The fact is; part-time traders need to devote at least as much attention to the fundamentals of sound trading and, in particular, risk management as their full-time counterparts.
On the other hand, they can save time when it comes to the number of strategies and technical indicators they learn and employ.
By learning and sticking to a proven trading method, it’s possible to earn substantial rewards from a limited investment of time. You can do this while avoiding some of the more common pitfalls which generally await the enthusiastic newcomer.
This has certainly been the experience of Shawn Banyai of Minneapolis, Minnesota. As the busy owner of a successful construction business, Shawn has always struggled with finding enough time to trade. In fact, because of intense pressure from work, he recently was forced to take a year away from the markets altogether. It was a decision Shawn made reluctantly, but looking back, it was a wise one.
Few things are more conducive to losses than the feeling of being rushed, trading with inadequate knowledge of the system and indicators you’re trying to apply, as well as the feeling that you need to get into the market on a less than optimal setup.

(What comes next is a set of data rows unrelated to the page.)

//! Database manager: connection ownership and additive migrations
//!
//! A single SQLite connection behind a lock: the engine is a single
//! process and every lifecycle operation is serialized upstream, so a pool
//! would buy nothing. Schema evolution is additive only, versioned through
//! `PRAGMA user_version`.

use std::path::Path;

use goaltimer_domain::{GoalTimerError, Result};
use parking_lot::Mutex;
use rusqlite::Connection;
use tracing::info;

const SCHEMA_VERSION: i64 = 1;

const SCHEMA_V1: &str = "
    CREATE TABLE IF NOT EXISTS activities (
        id TEXT PRIMARY KEY NOT NULL,
        name TEXT NOT NULL,
        color TEXT,
        createdAt INTEGER NOT NULL,
        defaultGoalMinutes INTEGER
    );
    CREATE TABLE IF NOT EXISTS daily_goals (
        id TEXT PRIMARY KEY NOT NULL,
        date TEXT NOT NULL,
        activityId TEXT NOT NULL,
        goalMinutes INTEGER NOT NULL,
        FOREIGN KEY (activityId) REFERENCES activities(id) ON DELETE CASCADE
    );
    CREATE TABLE IF NOT EXISTS sessions (
        id TEXT PRIMARY KEY NOT NULL,
        activityId TEXT NOT NULL,
        startTs INTEGER NOT NULL,
        endTs INTEGER,
        date TEXT NOT NULL,
        FOREIGN KEY (activityId) REFERENCES activities(id) ON DELETE CASCADE
    );
    CREATE TABLE IF NOT EXISTS notes (
        id TEXT PRIMARY KEY NOT NULL,
        date TEXT NOT NULL,
        activityId TEXT NOT NULL,
        text TEXT NOT NULL,
        updatedAt INTEGER NOT NULL,
        FOREIGN KEY (activityId) REFERENCES activities(id) ON DELETE CASCADE
    );
    CREATE UNIQUE INDEX IF NOT EXISTS idx_daily_goals_date_activity
        ON daily_goals(date, activityId);
    CREATE INDEX IF NOT EXISTS idx_sessions_activity ON sessions(activityId);
    CREATE INDEX IF NOT EXISTS idx_sessions_date ON sessions(date);
    CREATE UNIQUE INDEX IF NOT EXISTS idx_notes_date_activity
        ON notes(date, activityId);
";

/// Owns the SQLite connection shared by every repository.
pub struct DbManager {
    conn: Mutex<Connection>,
}

impl DbManager {
    /// Open (or create) the database at `path`.
    pub fn new(path: &Path) -> Result<Self> {
        let conn = Connection::open(path)
            .map_err(|err| map_sqlite_error("db.open", &err))?;
        Self::from_connection(conn)
    }

    /// Private in-memory database, used by tests.
    pub fn open_in_memory() -> Result<Self> {
        let conn = Connection::open_in_memory()
            .map_err(|err| map_sqlite_error("db.open_in_memory", &err))?;
        Self::from_connection(conn)
    }

    fn from_connection(conn: Connection) -> Result<Self> {
        conn.pragma_update(None, "foreign_keys", true)
            .map_err(|err| map_sqlite_error("db.foreign_keys", &err))?;
        Ok(Self { conn: Mutex::new(conn) })
    }

    /// Apply pending migrations. Safe to call on every startup.
    pub fn run_migrations(&self) -> Result<()> {
        let conn = self.conn.lock();
        let current: i64 = conn
            .pragma_query_value(None, "user_version", |row| row.get(0))
            .map_err(|err| map_sqlite_error("db.user_version", &err))?;
        if current < SCHEMA_VERSION {
            conn.execute_batch(SCHEMA_V1)
                .map_err(|err| map_sqlite_error("db.migrate_v1", &err))?;
            conn.pragma_update(None, "user_version", SCHEMA_VERSION)
                .map_err(|err| map_sqlite_error("db.set_user_version", &err))?;
            info!(from = current, to = SCHEMA_VERSION, "database migrated");
        }
        Ok(())
    }

    /// Run a closure against the connection, mapping errors into the
    /// domain taxonomy tagged with `operation`.
    pub(crate) fn with_conn<T>(
        &self,
        operation: &str,
        f: impl FnOnce(&Connection) -> rusqlite::Result<T>,
    ) -> Result<T> {
        let conn = self.conn.lock();
        f(&conn).map_err(|err| map_sqlite_error(operation, &err))
    }
}

fn map_sqlite_error(operation: &str, err: &rusqlite::Error) -> GoalTimerError {
    GoalTimerError::Storage(format!("{operation}: {err}"))
}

You unwisely do this rather than allow a short trading session to be chalked off as a blank. Shawn’s own experience provides a great example, as he remembers only too well. “I got started by getting sucked into a pump and dump,” he recalls, “I was up big quickly and had no idea how I lost it all even faster.
“I got started by getting sucked into a pump and dump. I was up big quickly and had no idea how I lost it all even faster. I wanted to learn more about trading stocks, and as I researched, Jason Bond’s name kept coming up.”

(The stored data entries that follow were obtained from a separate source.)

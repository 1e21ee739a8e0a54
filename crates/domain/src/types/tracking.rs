//! Tracking adapter and external command vocabulary

use serde::{Deserialize, Serialize};

/// Display payload handed to the platform tracking adapter.
#[derive(Debug, Clone, PartialEq, Eq, Serialize, Deserialize)]
#[serde(rename_all = "camelCase")]
pub struct TrackingPayload {
    pub activity_id: String,
    pub activity_name: String,
    /// Session start, unix milliseconds
    pub start_ts: i64,
}

/// Externally-delivered tracking command (deep-link style).
#[derive(Debug, Clone, Copy, PartialEq, Eq, Serialize, Deserialize)]
#[serde(rename_all = "lowercase")]
pub enum TrackingAction {
    Pause,
    Stop,
}
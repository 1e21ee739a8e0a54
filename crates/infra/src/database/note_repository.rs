//! SQLite-backed implementation of the `NoteRepository` port.

use std::sync::Arc;

use async_trait::async_trait;
use goaltimer_core::NoteRepository as NoteRepositoryPort;
use goaltimer_domain::{Note, Result};
use rusqlite::{OptionalExtension, Row};
use uuid::Uuid;

use super::manager::DbManager;

const NOTE_LIST_QUERY: &str =
    "SELECT id, date, activityId, text, updatedAt FROM notes ORDER BY updatedAt DESC";

const NOTE_BY_DATE_QUERY: &str =
    "SELECT id, date, activityId, text, updatedAt FROM notes WHERE date = ?1";

const NOTE_ID_QUERY: &str = "SELECT id FROM notes WHERE date = ?1 AND activityId = ?2";

const NOTE_UPSERT_SQL: &str = "INSERT INTO notes (id, date, activityId, text, updatedAt)
     VALUES (?1, ?2, ?3, ?4, ?5)
     ON CONFLICT(date, activityId) DO UPDATE SET text = excluded.text,
         updatedAt = excluded.updatedAt";

const NOTE_DELETE_SQL: &str = "DELETE FROM notes WHERE date = ?1 AND activityId = ?2";

/// SQLite repository for notes.
pub struct SqliteNoteRepository {
    db: Arc<DbManager>,
}

impl SqliteNoteRepository {
    pub fn new(db: Arc<DbManager>) -> Self {
        Self { db }
    }
}

#[async_trait]
impl NoteRepositoryPort for SqliteNoteRepository {
    async fn list(&self) -> Result<Vec<Note>> {
        self.db.with_conn("note.list", |conn| {
            let mut stmt = conn.prepare(NOTE_LIST_QUERY)?;
            let rows = stmt.query_map([], map_note_row)?;
            rows.collect()
        })
    }

    async fn get_by_date(&self, date: &str) -> Result<Vec<Note>> {
        self.db.with_conn("note.get_by_date", |conn| {
            let mut stmt = conn.prepare(NOTE_BY_DATE_QUERY)?;
            let rows = stmt.query_map([date], map_note_row)?;
            rows.collect()
        })
    }

    async fn upsert_note(
        &self,
        activity_id: &str,
        date: &str,
        text: &str,
        updated_at: i64,
    ) -> Result<Note> {
        let existing: Option<String> = self.db.with_conn("note.find", |conn| {
            conn.query_row(NOTE_ID_QUERY, [date, activity_id], |row| row.get(0)).optional()
        })?;
        let id = existing.unwrap_or_else(|| Uuid::new_v4().to_string());
        self.db.with_conn("note.upsert", |conn| {
            conn.execute(NOTE_UPSERT_SQL, (&id, date, activity_id, text, updated_at))
        })?;
        Ok(Note {
            id,
            date: date.into(),
            activity_id: activity_id.into(),
            text: text.into(),
            updated_at,
        })
    }

    async fn delete_note(&self, activity_id: &str, date: &str) -> Result<()> {
        self.db
            .with_conn("note.delete", |conn| conn.execute(NOTE_DELETE_SQL, [date, activity_id]))?;
        Ok(())
    }
}

fn map_note_row(row: &Row<'_>) -> rusqlite::Result<Note> {
    Ok(Note {
        id: row.get(0)?,
        date: row.get(1)?,
        activity_id: row.get(2)?,
        text: row.get(3)?,
        updated_at: row.get(4)?,
    })
}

These so-called “pump and dumps” are questionable (at best) operations in which the price of a stock (usually a penny stock) is talked up through the spreading of overly-optimistic, misleading, and sometimes utterly false information by insiders who already own substantial quantities of the stock.
When the price has risen sufficiently, the insiders abruptly sell their stock for handsome profits, causing a collapse in the price. In most cases, this leads to significant losses for the unfortunate traders who were not in on the secret.
Some of these operations are frauds, which are of course strictly forbidden by Securities and Exchange Commission rules (SEC), but the potential rewards are such that some unethical operators remain undeterred.
Outright scams are relatively rare, but attempts to move the markets are not, and the sensation of confusion, even fear that comes with seeing a stock price move dramatically for reasons you don’t understand is a common experience for novice traders.
The first and best protection, as many traders like Shawn have learned, is to acquire as much technical knowledge and practical experience as possible. Ideally, you can do so under the guidance of a reputable trading mentor like Jason Bond.
Secondly, this knowledge and experience must be shaped into a comprehensive trading plan that can be followed during all trading sessions. A practical plan that can be applied to all trades, winners and losers alike.
Thirdly, as when trying to acquire any new skill, it’s important to practice your trading skills as often as possible. This applies perhaps even more to part-time traders who by definition, are not getting as much live trading experience as their full-time counterparts.
These are principles which Shawn has taken to heart, and which he expresses in simple terms. Many a legendary trader would happily endorse this sage advice: “Start slow, and paper trade. Make sure you understand the information that people are giving you before risking all your hard-earned money. Be happy with multiple small wins.”
“I like the way Jason teaches, his energy, his passion.”
Being content to build up your trading account gradually, by regularly banking small wins, is a great attitude for any trader to cultivate. It’s especially important for people who can only trade, or only want to trade, part-time.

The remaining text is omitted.